Expression of the surfactant protein B gene is required for function of the pulmonary surfactant. The 9.5 kb surfactant protein B gene includes 10 translated and exons and 1 untranslated exon. Genetic variants in intron 4 characterized by insertions or deletions of 11 distinct motifs have been associated with respiratory distress in some populations of infants, adult respiratory distress syndrome, and risk of squamous cell carcinoma of the lung. Due to polymerase enzyme stutter, characterization of allelic variation by direct sequencing has been difficult. To examine genetic variation in intron 4 in a cohort of Missouri infants (n=240), we identified a polymerase enzyme with high fidelity for intron 4 amplification and analyzed product length by agarose gel electrophoretic mobility. In 480 alleles, we found 14.4% (69/480) variant alleles, 9.4% with insertions and 5.0% with deletions. Allelic diversity was significantly greater among African-Americans (n=204, 19.1% insertion alleles, 2.9% deletion alleles) than Caucasians (n=244, 2.0% insertion alleles, 7.4% deletion alleles) (p<.001).
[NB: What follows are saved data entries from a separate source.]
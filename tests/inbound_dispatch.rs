//! Inbound requests and notifications: handler outcomes, malformed input and
//! peer-initiated cancellation

use std::sync::Arc;
use std::time::Duration;

use endpoint_test_support::{error_of, init_tracing, next_message, notification, request, wait_for_event};
use serde_json::{Value, json};
use tokio::sync::mpsc;
use turul_json_rpc_endpoint::prelude::*;

/// Notifications seen by the test handlers
type Seen = mpsc::UnboundedSender<String>;

fn endpoint() -> (Endpoint<Seen>, PeerIo, mpsc::UnboundedReceiver<String>) {
    let (io, peer) = ChannelTransport::pair(16);
    let (seen_tx, seen_rx) = mpsc::unbounded_channel();
    let endpoint = Endpoint::<Seen>::builder()
        .parallelism(2)
        .on_request("echo", |_ctx, params| async move {
            Ok::<_, HandlerError>(params.map(RequestParams::into_value).unwrap_or(Value::Null))
        })
        .on_request("reject", |_ctx, _params| async move {
            Err::<Value, _>(HandlerError::rpc(-32001, "Rejected", Some(json!({"retry": false}))))
        })
        .on_request("fault", |_ctx, _params| async move {
            Err::<Value, _>(HandlerError::fault("backend unavailable"))
        })
        .on_request("panic", |_ctx, _params| async move {
            let values: Vec<u32> = Vec::new();
            Ok::<_, HandlerError>(json!(values[3]))
        })
        .on_request("block", |_ctx, _params| async move {
            futures::future::pending::<()>().await;
            Ok::<_, HandlerError>(Value::Null)
        })
        .on_notification("note", |seen: Arc<Seen>, params| async move {
            let text = params
                .as_ref()
                .and_then(|p| p.get("text"))
                .and_then(Value::as_str)
                .unwrap_or_default()
                .to_string();
            let _ = seen.send(text);
            Ok::<_, HandlerError>(())
        })
        .on_notification("broken", |_ctx, _params| async move {
            Err::<(), _>(HandlerError::fault("could not apply"))
        })
        .build(io.inbound, io.outbound);
    endpoint.start(seen_tx).unwrap();
    (endpoint, peer, seen_rx)
}

#[tokio::test]
async fn test_unknown_method_gets_method_not_found() {
    init_tracing();
    let (endpoint, mut peer, _seen) = endpoint();

    peer.send(request(1, "does/not/exist", Value::Null)).await.unwrap();
    let reply = next_message(&mut peer).await.unwrap();

    assert_eq!(reply.id(), Some(&RequestId::Number(1)));
    let error = error_of(&reply).unwrap();
    assert_eq!(error.code, METHOD_NOT_FOUND);
    assert!(error.message.contains("does/not/exist"));
    assert_eq!(error.data, Some(json!({"method": "does/not/exist"})));
    endpoint.shutdown().await;
}

#[tokio::test]
async fn test_string_ids_are_echoed() {
    let (endpoint, mut peer, _seen) = endpoint();

    peer.send(json!({"jsonrpc": "2.0", "id": "abc-1", "method": "echo", "params": ["x"]}))
        .await
        .unwrap();
    match next_message(&mut peer).await.unwrap() {
        Message::Response(resp) => {
            assert_eq!(resp.id, RequestId::String("abc-1".into()));
            assert_eq!(resp.result.into_value(), json!(["x"]));
        }
        other => panic!("unexpected message {other:?}"),
    }
    endpoint.shutdown().await;
}

#[tokio::test]
async fn test_application_errors_pass_through() {
    let (endpoint, mut peer, _seen) = endpoint();

    peer.send(request(2, "reject", Value::Null)).await.unwrap();
    let reply = next_message(&mut peer).await.unwrap();
    let error = error_of(&reply).unwrap();
    assert_eq!(error.code, -32001);
    assert_eq!(error.message, "Rejected");
    assert_eq!(error.data, Some(json!({"retry": false})));
    endpoint.shutdown().await;
}

#[tokio::test]
async fn test_faults_and_panics_become_internal_errors() {
    let (endpoint, mut peer, _seen) = endpoint();

    peer.send(request(3, "fault", Value::Null)).await.unwrap();
    peer.send(request(4, "panic", Value::Null)).await.unwrap();
    peer.send(request(5, "echo", json!({"still": "alive"}))).await.unwrap();

    let fault = next_message(&mut peer).await.unwrap();
    assert_eq!(fault.id(), Some(&RequestId::Number(3)));
    let error = error_of(&fault).unwrap();
    assert_eq!(error.code, INTERNAL_ERROR);
    assert_eq!(error.data.as_ref().unwrap()["reason"], "backend unavailable");

    let panicked = next_message(&mut peer).await.unwrap();
    assert_eq!(panicked.id(), Some(&RequestId::Number(4)));
    assert_eq!(error_of(&panicked).unwrap().code, INTERNAL_ERROR);

    match next_message(&mut peer).await.unwrap() {
        Message::Response(resp) => assert_eq!(resp.result.into_value(), json!({"still": "alive"})),
        other => panic!("unexpected message {other:?}"),
    }
    endpoint.shutdown().await;
}

#[tokio::test]
async fn test_malformed_input_is_reported_without_stopping() {
    let (endpoint, mut peer, _seen) = endpoint();
    let mut events = endpoint.subscribe();

    peer.to_endpoint
        .send(Err(TransportError::Protocol("truncated frame".into())))
        .await
        .unwrap();
    wait_for_event(&mut events, |event| {
        matches!(event, EndpointEvent::Log(log) if log.level == LogLevel::Error)
    })
    .await
    .unwrap();

    // Unrecoverable id: logged, no reply
    peer.send(json!(42)).await.unwrap();
    peer.send(json!([request(6, "echo", Value::Null)])).await.unwrap();
    // Recoverable id: InvalidRequest carrying it
    peer.send(json!({"jsonrpc": "2.0", "id": 7, "method": "echo", "params": 3}))
        .await
        .unwrap();
    peer.send(json!({"jsonrpc": "1.0", "id": 8, "method": "echo"}))
        .await
        .unwrap();
    peer.send(request(9, "echo", json!(["ok"]))).await.unwrap();

    for expected in [7, 8] {
        let reply = next_message(&mut peer).await.unwrap();
        assert_eq!(reply.id(), Some(&RequestId::Number(expected)));
        assert_eq!(error_of(&reply).unwrap().code, INVALID_REQUEST);
    }
    match next_message(&mut peer).await.unwrap() {
        Message::Response(resp) => assert_eq!(resp.id, RequestId::Number(9)),
        other => panic!("unexpected message {other:?}"),
    }
    endpoint.shutdown().await;
}

#[tokio::test]
async fn test_notifications_never_get_replies() {
    let (endpoint, mut peer, mut seen) = endpoint();

    peer.send(notification("note", json!({"text": "hello"}))).await.unwrap();
    peer.send(notification("unknown", json!({}))).await.unwrap();
    peer.send(notification("broken", json!({}))).await.unwrap();
    peer.send(request(10, "echo", json!([1]))).await.unwrap();

    assert_eq!(seen.recv().await.as_deref(), Some("hello"));
    let reply = next_message(&mut peer).await.unwrap();
    assert_eq!(reply.id(), Some(&RequestId::Number(10)));
    endpoint.shutdown().await;
}

#[tokio::test]
async fn test_peer_can_cancel_a_running_request() {
    let (endpoint, mut peer, _seen) = endpoint();

    peer.send(request(11, "block", Value::Null)).await.unwrap();
    peer.send(notification(CANCEL_METHOD, json!({"id": 11})))
        .await
        .unwrap();

    let reply = next_message(&mut peer).await.unwrap();
    assert_eq!(reply.id(), Some(&RequestId::Number(11)));
    let error = error_of(&reply).unwrap();
    assert_eq!(error.code, REQUEST_CANCELLED);
    assert_eq!(error.data, Some(json!({"id": 11, "method": "block"})));
    endpoint.shutdown().await;
}

#[tokio::test]
async fn test_cancel_reaches_handlers_when_every_permit_is_taken() {
    let (endpoint, mut peer, _seen) = endpoint();

    // parallelism is 2: both permits block, a third request waits for one
    peer.send(request(12, "block", Value::Null)).await.unwrap();
    peer.send(request(13, "block", Value::Null)).await.unwrap();
    peer.send(request(14, "echo", json!(["queued"]))).await.unwrap();
    tokio::time::sleep(Duration::from_millis(20)).await;

    peer.send(notification(CANCEL_METHOD, json!({"id": 12}))).await.unwrap();
    peer.send(notification(CANCEL_METHOD, json!({"id": 13}))).await.unwrap();

    let mut ids = Vec::new();
    for _ in 0..3 {
        ids.push(next_message(&mut peer).await.unwrap().id().cloned());
    }
    assert_eq!(
        ids,
        vec![
            Some(RequestId::Number(12)),
            Some(RequestId::Number(13)),
            Some(RequestId::Number(14)),
        ]
    );
    endpoint.shutdown().await;
}

#[tokio::test]
async fn test_cancel_reaches_requests_still_waiting_for_a_worker() {
    let (endpoint, mut peer, _seen) = endpoint();

    // Both permits block; 22 is pulled but has no worker yet
    peer.send(request(20, "block", Value::Null)).await.unwrap();
    peer.send(request(21, "block", Value::Null)).await.unwrap();
    peer.send(request(22, "block", Value::Null)).await.unwrap();
    peer.send(notification(CANCEL_METHOD, json!({"id": 22}))).await.unwrap();
    tokio::time::sleep(Duration::from_millis(20)).await;
    peer.send(notification(CANCEL_METHOD, json!({"id": 20}))).await.unwrap();
    peer.send(notification(CANCEL_METHOD, json!({"id": 21}))).await.unwrap();

    for expected in [20, 21, 22] {
        let reply = next_message(&mut peer).await.unwrap();
        assert_eq!(reply.id(), Some(&RequestId::Number(expected)));
        let error = error_of(&reply).unwrap();
        assert_eq!(error.code, REQUEST_CANCELLED);
        assert_eq!(error.data, Some(json!({"id": expected, "method": "block"})));
    }
    endpoint.shutdown().await;
}

const CANCEL_METHOD: &str = turul_json_rpc_endpoint::CANCEL_REQUEST_METHOD;
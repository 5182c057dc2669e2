//! Configuration types for the endpoint

use serde::{Deserialize, Serialize};
use std::time::Duration;

use crate::CANCEL_REQUEST_METHOD;

/// Endpoint configuration
#[derive(Debug, Clone, PartialEq, Serialize, Deserialize)]
#[serde(default)]
pub struct EndpointConfig {
    /// Maximum number of inbound messages processed concurrently
    pub parallelism: usize,

    /// Publish request/response/notification trace events on the side channel
    pub trace: bool,

    /// Upper bound on how long `shutdown` waits for in-flight work to drain
    #[serde(with = "duration_serde")]
    pub shutdown_timeout: Duration,

    /// Capacity of the log/trace broadcast buffer. Slow subscribers lose the
    /// oldest events once it is exceeded.
    pub event_capacity: usize,

    /// Method name of the out-of-band cancellation notification
    pub cancel_method: String,
}

impl Default for EndpointConfig {
    fn default() -> Self {
        Self {
            parallelism: 4,
            trace: false,
            shutdown_timeout: Duration::from_secs(10),
            event_capacity: 1024,
            cancel_method: CANCEL_REQUEST_METHOD.to_string(),
        }
    }
}

impl EndpointConfig {
    /// Parallelism clamped to at least one worker
    pub fn effective_parallelism(&self) -> usize {
        self.parallelism.max(1)
    }

    /// Broadcast capacity clamped to a valid channel size
    pub fn effective_event_capacity(&self) -> usize {
        self.event_capacity.max(1)
    }

    pub fn from_json(value: serde_json::Value) -> Result<Self, serde_json::Error> {
        serde_json::from_value(value)
    }
}

// Helper module for Duration serialization
mod duration_serde {
    use serde::{Deserialize, Deserializer, Serializer};
    use std::time::Duration;

    pub fn serialize<S>(duration: &Duration, serializer: S) -> Result<S::Ok, S::Error>
    where
        S: Serializer,
    {
        serializer.serialize_u64(duration.as_millis() as u64)
    }

    pub fn deserialize<'de, D>(deserializer: D) -> Result<Duration, D::Error>
    where
        D: Deserializer<'de>,
    {
        let millis = u64::deserialize(deserializer)?;
        Ok(Duration::from_millis(millis))
    }
}
use std::collections::HashMap;
use std::future::Future;
use std::sync::Arc;

use async_trait::async_trait;
use serde_json::Value;

use crate::error::HandlerError;
use crate::request::RequestParams;

/// Answers one request method.
///
/// `C` is the application context handed to `Endpoint::start`; every handler
/// invocation receives a shared reference-counted copy of it.
#[async_trait]
pub trait RequestHandler<C>: Send + Sync
where
    C: Send + Sync + 'static,
{
    async fn handle(
        &self,
        context: Arc<C>,
        params: Option<RequestParams>,
    ) -> Result<Value, HandlerError>;
}

/// Reacts to one notification method. There is no reply channel, so errors
/// are only logged.
#[async_trait]
pub trait NotificationHandler<C>: Send + Sync
where
    C: Send + Sync + 'static,
{
    async fn handle(
        &self,
        context: Arc<C>,
        params: Option<RequestParams>,
    ) -> Result<(), HandlerError>;
}

/// Adapter turning an async closure into a handler
pub struct FnHandler<F>(F);

#[async_trait]
impl<C, F, Fut> RequestHandler<C> for FnHandler<F>
where
    C: Send + Sync + 'static,
    F: Fn(Arc<C>, Option<RequestParams>) -> Fut + Send + Sync + 'static,
    Fut: Future<Output = Result<Value, HandlerError>> + Send + 'static,
{
    async fn handle(
        &self,
        context: Arc<C>,
        params: Option<RequestParams>,
    ) -> Result<Value, HandlerError> {
        (self.0)(context, params).await
    }
}

#[async_trait]
impl<C, F, Fut> NotificationHandler<C> for FnHandler<F>
where
    C: Send + Sync + 'static,
    F: Fn(Arc<C>, Option<RequestParams>) -> Fut + Send + Sync + 'static,
    Fut: Future<Output = Result<(), HandlerError>> + Send + 'static,
{
    async fn handle(
        &self,
        context: Arc<C>,
        params: Option<RequestParams>,
    ) -> Result<(), HandlerError> {
        (self.0)(context, params).await
    }
}

/// Method-name keyed dispatch table, populated before the endpoint starts.
///
/// A lookup miss returns `None`; the endpoint turns that into `MethodNotFound`
/// for requests and a warning for notifications.
pub struct HandlerRegistry<C>
where
    C: Send + Sync + 'static,
{
    requests: HashMap<String, Arc<dyn RequestHandler<C>>>,
    notifications: HashMap<String, Arc<dyn NotificationHandler<C>>>,
}

impl<C> HandlerRegistry<C>
where
    C: Send + Sync + 'static,
{
    pub fn new() -> Self {
        Self {
            requests: HashMap::new(),
            notifications: HashMap::new(),
        }
    }

    /// Register a handler for a request method, replacing any previous one
    pub fn register_request<H>(&mut self, method: impl Into<String>, handler: H)
    where
        H: RequestHandler<C> + 'static,
    {
        self.requests.insert(method.into(), Arc::new(handler));
    }

    /// Register a handler for a notification method, replacing any previous one
    pub fn register_notification<H>(&mut self, method: impl Into<String>, handler: H)
    where
        H: NotificationHandler<C> + 'static,
    {
        self.notifications.insert(method.into(), Arc::new(handler));
    }

    /// Register an async closure as a request handler
    pub fn on_request<F, Fut>(&mut self, method: impl Into<String>, handler: F)
    where
        F: Fn(Arc<C>, Option<RequestParams>) -> Fut + Send + Sync + 'static,
        Fut: Future<Output = Result<Value, HandlerError>> + Send + 'static,
    {
        self.register_request(method, FnHandler(handler));
    }

    /// Register an async closure as a notification handler
    pub fn on_notification<F, Fut>(&mut self, method: impl Into<String>, handler: F)
    where
        F: Fn(Arc<C>, Option<RequestParams>) -> Fut + Send + Sync + 'static,
        Fut: Future<Output = Result<(), HandlerError>> + Send + 'static,
    {
        self.register_notification(method, FnHandler(handler));
    }

    pub fn request_handler(&self, method: &str) -> Option<Arc<dyn RequestHandler<C>>> {
        self.requests.get(method).cloned()
    }

    pub fn notification_handler(&self, method: &str) -> Option<Arc<dyn NotificationHandler<C>>> {
        self.notifications.get(method).cloned()
    }

    /// All registered request and notification method names, sorted
    pub fn registered_methods(&self) -> Vec<String> {
        let mut methods: Vec<String> = self
            .requests
            .keys()
            .chain(self.notifications.keys())
            .cloned()
            .collect();
        methods.sort();
        methods.dedup();
        methods
    }
}

impl<C> Default for HandlerRegistry<C>
where
    C: Send + Sync + 'static,
{
    fn default() -> Self {
        Self::new()
    }
}
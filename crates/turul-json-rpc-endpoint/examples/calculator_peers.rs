//! Two JSON-RPC endpoints talking to each other in-process.
//!
//! The "server" side answers `add`, `divide` and a deliberately slow `slow_sum`;
//! the "client" side calls them, shows an application error passing through
//! untouched, and abandons the slow call with `wait_or_cancel`.
//!
//! Run with `RUST_LOG=debug cargo run --example calculator_peers` to see the
//! endpoint's own log output.

use std::sync::Arc;
use std::time::Duration;

use serde::Deserialize;
use serde_json::json;
use tracing::info;
use turul_json_rpc_endpoint::prelude::*;

#[derive(Debug, Deserialize)]
struct Operands {
    a: f64,
    b: f64,
}

/// Shared server state: counts completed operations
#[derive(Default)]
struct Calculator {
    operations: std::sync::atomic::AtomicU64,
}

impl Calculator {
    fn record(&self) -> u64 {
        self.operations
            .fetch_add(1, std::sync::atomic::Ordering::SeqCst)
            + 1
    }
}

fn operands(params: Option<RequestParams>) -> Result<Operands, HandlerError> {
    let params = params.ok_or_else(|| HandlerError::invalid_params("expected {a, b}"))?;
    Ok(params.parse()?)
}

#[tokio::main(flavor = "current_thread")]
async fn main() -> Result<(), Box<dyn std::error::Error>> {
    tracing_subscriber::fmt()
        .with_env_filter(tracing_subscriber::EnvFilter::from_default_env())
        .init();

    let (server_io, client_io) = ChannelTransport::connected(32);

    let server = Endpoint::<Calculator>::builder()
        .parallelism(4)
        .on_request("add", |calc: Arc<Calculator>, params| async move {
            let Operands { a, b } = operands(params)?;
            Ok::<_, HandlerError>(json!({ "result": a + b, "operation": calc.record() }))
        })
        .on_request("divide", |calc: Arc<Calculator>, params| async move {
            let Operands { a, b } = operands(params)?;
            if b == 0.0 {
                return Err(HandlerError::rpc(
                    1001,
                    "Division by zero",
                    Some(json!({ "a": a })),
                ));
            }
            Ok::<_, HandlerError>(json!({ "result": a / b, "operation": calc.record() }))
        })
        .on_request("slow_sum", |_calc, params| async move {
            let Operands { a, b } = operands(params)?;
            tokio::time::sleep(Duration::from_secs(5)).await;
            Ok::<_, HandlerError>(json!({ "result": a + b }))
        })
        .build(server_io.inbound, server_io.outbound);

    let client = Endpoint::<()>::builder()
        .on_notification("log", |_ctx, params| async move {
            info!("server says: {:?}", params.map(|p| p.into_value()));
            Ok::<_, HandlerError>(())
        })
        .build(client_io.inbound, client_io.outbound);

    let server_done = server.start(Calculator::default())?;
    let client_done = client.start(())?;

    let sum = client.send_request("add", json!({ "a": 2, "b": 3 })).await?;
    println!("add(2, 3) -> {:?}", sum.await);

    let quotient = client.send_request("divide", json!({ "a": 1, "b": 0 })).await?;
    match quotient.await {
        RequestOutcome::Error(error) => println!("divide(1, 0) -> error {}", error),
        other => println!("divide(1, 0) -> {:?}", other),
    }

    let slow = client.send_request("slow_sum", json!({ "a": 1, "b": 1 })).await?;
    let outcome = slow
        .wait_or_cancel(Duration::from_millis(200), RequestOutcome::Cancelled)
        .await;
    println!("slow_sum gave up -> {:?}", outcome);

    server
        .send_notification("log", json!({ "message": "shutting down" }))
        .await?;

    println!("client: {:?}", client.shutdown().await);
    println!("server: {:?}", server.shutdown().await);
    server_done.wait().await;
    client_done.wait().await;
    Ok(())
}
use serde::{Deserialize, Serialize};
use serde_json::Value;

use crate::{request::RequestParams, types::JsonRpcVersion};

/// A JSON-RPC notification (request without an id)
#[derive(Debug, Clone, PartialEq, Serialize, Deserialize)]
pub struct JsonRpcNotification {
    #[serde(rename = "jsonrpc")]
    pub version: JsonRpcVersion,
    pub method: String,
    #[serde(default, skip_serializing_if = "Option::is_none")]
    pub params: Option<RequestParams>,
}

impl JsonRpcNotification {
    pub fn new(method: impl Into<String>, params: Option<RequestParams>) -> Self {
        Self {
            version: JsonRpcVersion::V2_0,
            method: method.into(),
            params,
        }
    }

    pub fn new_no_params(method: impl Into<String>) -> Self {
        Self::new(method, None)
    }

    /// Get a parameter by name (if params are an object)
    pub fn get_param(&self, name: &str) -> Option<&Value> {
        self.params.as_ref()?.get(name)
    }
}
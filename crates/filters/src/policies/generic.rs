use crate::dedup::drop_duplicates;
use crate::range::drop_empty_rows;
use crate::{DatasetKind, FilterContext, FilterPolicy};
use housefilter_formats::Table;

/// Fallback for datasets of no known kind: drops empty and repeated rows.
#[derive(Debug, Clone, Copy, Default, PartialEq, Eq)]
pub struct GenericPolicy;

impl FilterPolicy for GenericPolicy {
    fn kind(&self) -> DatasetKind {
        DatasetKind::Generic
    }

    fn apply(&self, table: &Table, _ctx: &FilterContext) -> Table {
        drop_duplicates(&drop_empty_rows(table))
    }

    fn describe(&self, _ctx: &FilterContext) -> Vec<String> {
        vec![
            "rows with every cell null dropped".to_string(),
            "duplicate rows dropped, first occurrence kept".to_string(),
        ]
    }
}

#[cfg(test)]
mod tests {
    use super::*;
    use crate::policies::test_util::{assert_well_behaved, ctx, table};

    #[test]
    fn test_drops_empty_and_duplicate_rows() {
        let input = table("a,b\n1,x\n,\n1,x\n2,\n2,\n");
        let kept = GenericPolicy.apply(&input, &ctx());
        assert_eq!(kept.height(), 2);
    }

    #[test]
    fn test_well_behaved() {
        let input = table("a,b\n1,x\n,\n1,x\n2,\n");
        assert_well_behaved(&GenericPolicy, &input);
    }
}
Insertion variants were strongly associated with African Americans (28/31), and deletions were associated with Caucasians (15/20) (p<.001). We then cloned fragments from a subset of 42 infants (22 African-American, 19 Caucasian, 1 Hispanic). Automated sequencing of the 32 variant alleles revealed 6 previously unreported variants (all insertions) that accounted for an unexpectedly high proportion (18/32) of variant alleles sequenced. Two different insertion variants shared agarose gel electrophoretic mobility (Mr~570 bps), as did 2 other insertion variants (Mr~600 bps). When analyzed by automated sequencing, these variants differed in motif insertion or deletion or in length of dinucleotide (CA) repeat. The C genotype at genomic position 1580, a C/T nonsynonymous, single nucleotide polymorphism in exon 4, was strongly associated with insertion (28/31 = T) (p<.001). We conclude that genotype at genomic position 1580 and race are associated with intron 4 variation. Characterization of intron 4 by agarose gel electrophoretic mobility alone may fail to detect important differences in genetic variation in intron 4 that contribute to risk for respiratory disease.